Task |
Work through the records below and copy every line that includes "inputs".

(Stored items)
((
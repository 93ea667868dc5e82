//! Column layout for the agent grid.
//!
//! Given an item list and the available terminal width, decides how many
//! columns to use, how wide each column is, and which column every item lands
//! in. Everything here is a pure function of its inputs: the grid is
//! recomputed from scratch on every resize or item-count change.

/// Narrowest a column may become before the grid drops a column.
pub const MIN_COLUMN_WIDTH: u16 = 28;

/// Width at which an item can show its full header.
pub const PREFERRED_COLUMN_WIDTH: u16 = 40;

/// Upper bound on columns regardless of terminal width.
pub const MAX_COLUMNS: usize = 4;

/// Something the grid can lay out. The key must be stable and unique.
pub trait GridItem {
    fn key(&self) -> &str;
}

/// Tunables for [`compute_layout`].
#[derive(Debug, Clone, Copy, PartialEq, Eq)]
pub struct GridLayoutConfig {
    /// Floor below which a column never shrinks
    pub min_column_width: u16,
    /// Column width at which items render their full header
    pub preferred_column_width: u16,
    /// Hard cap on the number of columns
    pub max_columns: usize,
}

impl Default for GridLayoutConfig {
    fn default() -> Self {
        Self {
            min_column_width: MIN_COLUMN_WIDTH,
            preferred_column_width: PREFERRED_COLUMN_WIDTH,
            max_columns: MAX_COLUMNS,
        }
    }
}

impl GridLayoutConfig {
    pub fn new(min_column_width: u16, preferred_column_width: u16, max_columns: usize) -> Self {
        Self {
            min_column_width,
            preferred_column_width,
            max_columns,
        }
    }

    /// Zero is not a usable floor; treat it as one cell.
    fn column_floor(&self) -> u16 {
        self.min_column_width.max(1)
    }

    fn column_cap(&self) -> usize {
        self.max_columns.max(1)
    }
}

/// Column count and width, independent of the items themselves.
#[derive(Debug, Clone, Copy, PartialEq, Eq)]
pub struct GridMetrics {
    pub columns: usize,
    pub column_width: u16,
}

/// Compute how many columns fit and how wide each one is.
///
/// A zero width (a transient frame during resize) is treated as the column
/// floor. When fewer than two floors fit, the grid is one column at
/// `max(width, floor)`; the result may overflow `available_width`, which is
/// left to the renderer to clip.
pub fn compute_metrics(
    item_count: usize,
    available_width: u16,
    config: &GridLayoutConfig,
) -> GridMetrics {
    let floor = config.column_floor();
    let width = if available_width == 0 {
        floor
    } else {
        available_width
    };

    let width_limited = usize::from(width / floor);
    let columns = item_count
        .min(width_limited)
        .min(config.column_cap())
        .max(1);

    // columns <= width / floor <= u16::MAX, so the cast is lossless
    let column_width = (width / columns as u16).max(floor);

    GridMetrics {
        columns,
        column_width,
    }
}

/// Result of laying out a slice of items.
#[derive(Debug, Clone, PartialEq, Eq)]
pub struct GridLayout<'a, T> {
    pub columns: usize,
    pub column_width: u16,
    /// One group per column, in column order. Items are assigned round-robin,
    /// so `items[i]` lives in `column_groups[i % columns]`.
    pub column_groups: Vec<Vec<&'a T>>,
    preferred_column_width: u16,
}

impl<'a, T> GridLayout<'a, T> {
    /// Index into the original item slice for the item at `(column, row)`.
    pub fn original_index(&self, column: usize, row: usize) -> usize {
        row * self.columns + column
    }

    /// Total number of items across all groups.
    pub fn item_count(&self) -> usize {
        self.column_groups.iter().map(Vec::len).sum()
    }

    pub fn is_empty(&self) -> bool {
        self.item_count() == 0
    }

    /// Columns are narrower than the preferred width; items should shorten
    /// their headers.
    pub fn is_compact(&self) -> bool {
        self.column_width < self.preferred_column_width
    }
}

/// Lay out `items` into columns for the given width.
///
/// Empty input yields a single empty group so callers can render (or skip) a
/// wrapper without special-casing a missing layout.
pub fn compute_layout<'a, T>(
    items: &'a [T],
    available_width: u16,
    config: &GridLayoutConfig,
) -> GridLayout<'a, T> {
    let metrics = compute_metrics(items.len(), available_width, config);

    let mut column_groups: Vec<Vec<&'a T>> = (0..metrics.columns)
        .map(|_| Vec::with_capacity(items.len().div_ceil(metrics.columns)))
        .collect();
    for (i, item) in items.iter().enumerate() {
        column_groups[i % metrics.columns].push(item);
    }

    GridLayout {
        columns: metrics.columns,
        column_width: metrics.column_width,
        column_groups,
        preferred_column_width: config.preferred_column_width,
    }
}

/// Tracks grid metrics across frames so column transitions can be logged.
///
/// Holds only the previous metrics; every call recomputes from its inputs, so
/// nothing about item assignment can go stale.
#[derive(Debug, Default)]
pub struct GridLayoutTracker {
    last: Option<GridMetrics>,
}

impl GridLayoutTracker {
    pub fn new() -> Self {
        Self::default()
    }

    /// Recompute metrics for this frame. Returns the new metrics and whether
    /// they differ from the previous frame's.
    pub fn update(
        &mut self,
        item_count: usize,
        available_width: u16,
        config: &GridLayoutConfig,
    ) -> (GridMetrics, bool) {
        let metrics = compute_metrics(item_count, available_width, config);
        let changed = self.last != Some(metrics);

        if changed {
            if let Some(previous) = self.last {
                if previous.columns != metrics.columns {
                    tracing::debug!(
                        from = previous.columns,
                        to = metrics.columns,
                        column_width = metrics.column_width,
                        available_width,
                        item_count,
                        "Grid column count changed"
                    );
                }
            }
            self.last = Some(metrics);
        }

        (metrics, changed)
    }

    pub fn last(&self) -> Option<GridMetrics> {
        self.last
    }
}
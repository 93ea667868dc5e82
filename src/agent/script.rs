//! Scripted agent runs that drive the demo grid.

use super::AgentBranch;

/// Canned name, prompt and output chunks for demo agents.
const SCRIPTS: &[(&str, &str, &[&str])] = &[
    (
        "file-explorer",
        "Map the modules involved in config loading",
        &[
            "Scanning src/ for config readers.",
            "\nFound settings.rs and paths.rs.",
            "\n\n$ rg \"Config::load\" src",
            "\nsrc/main.rs: 1 match",
            "\n\nConfig is loaded once at startup and merged over defaults.",
        ],
    ),
    (
        "test-runner",
        "Run the unit tests and summarize failures",
        &[
            "$ cargo test --lib",
            "\nrunning 48 tests",
            "\ntest result: ok. 48 passed; 0 failed",
            "\n\nAll tests pass.",
        ],
    ),
    (
        "reviewer",
        "Review the layout change for regressions",
        &[
            "Reading grid_layout.rs.",
            "\nColumn width never drops below the floor.",
            "\n\nOne nit: the tracker could log the width too.",
        ],
    ),
    (
        "docs-writer",
        "Draft a changelog entry for the grid",
        &[
            "Added: responsive agent grid.",
            "\nItems collapse to a three line preview.",
        ],
    ),
];

/// Feeds one branch its scripted output, one chunk per step.
#[derive(Debug, Clone)]
pub struct ScriptedRun {
    chunks: Vec<String>,
    next: usize,
    failure: Option<String>,
}

impl ScriptedRun {
    pub fn new(chunks: impl IntoIterator<Item = impl Into<String>>) -> Self {
        Self {
            chunks: chunks.into_iter().map(Into::into).collect(),
            next: 0,
            failure: None,
        }
    }

    /// End the run with an error instead of completing it
    pub fn failing_with(mut self, error: impl Into<String>) -> Self {
        self.failure = Some(error.into());
        self
    }

    pub fn is_done(&self) -> bool {
        self.next > self.chunks.len()
    }

    /// Push the next chunk into `branch`. After the last chunk the branch is
    /// completed (or failed). Returns `false` once there is nothing left to do.
    pub fn advance(&mut self, branch: &mut AgentBranch) -> bool {
        if self.is_done() {
            return false;
        }

        match self.chunks.get(self.next) {
            Some(chunk) => branch.push_output(chunk),
            None => match &self.failure {
                Some(error) => branch.fail(error.clone()),
                None => branch.complete(),
            },
        }
        self.next += 1;
        true
    }
}

/// The `n`th demo agent (scripts repeat with a numeric suffix).
pub fn demo_agent(n: usize) -> (AgentBranch, ScriptedRun) {
    let (name, prompt, chunks) = SCRIPTS[n % SCRIPTS.len()];
    let round = n / SCRIPTS.len();
    let name = if round == 0 {
        name.to_string()
    } else {
        format!("{}-{}", name, round + 1)
    };

    let mut run = ScriptedRun::new(chunks.iter().copied());
    if n % 5 == 4 {
        run = run.failing_with("agent exited with status 1");
    }

    (AgentBranch::spawn(name, prompt), run)
}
))
Answer to the problem |
//! in. Everything here is a pure function of its inputs: the grid is
/// Holds only the previous metrics; every call recomputes from its inputs, so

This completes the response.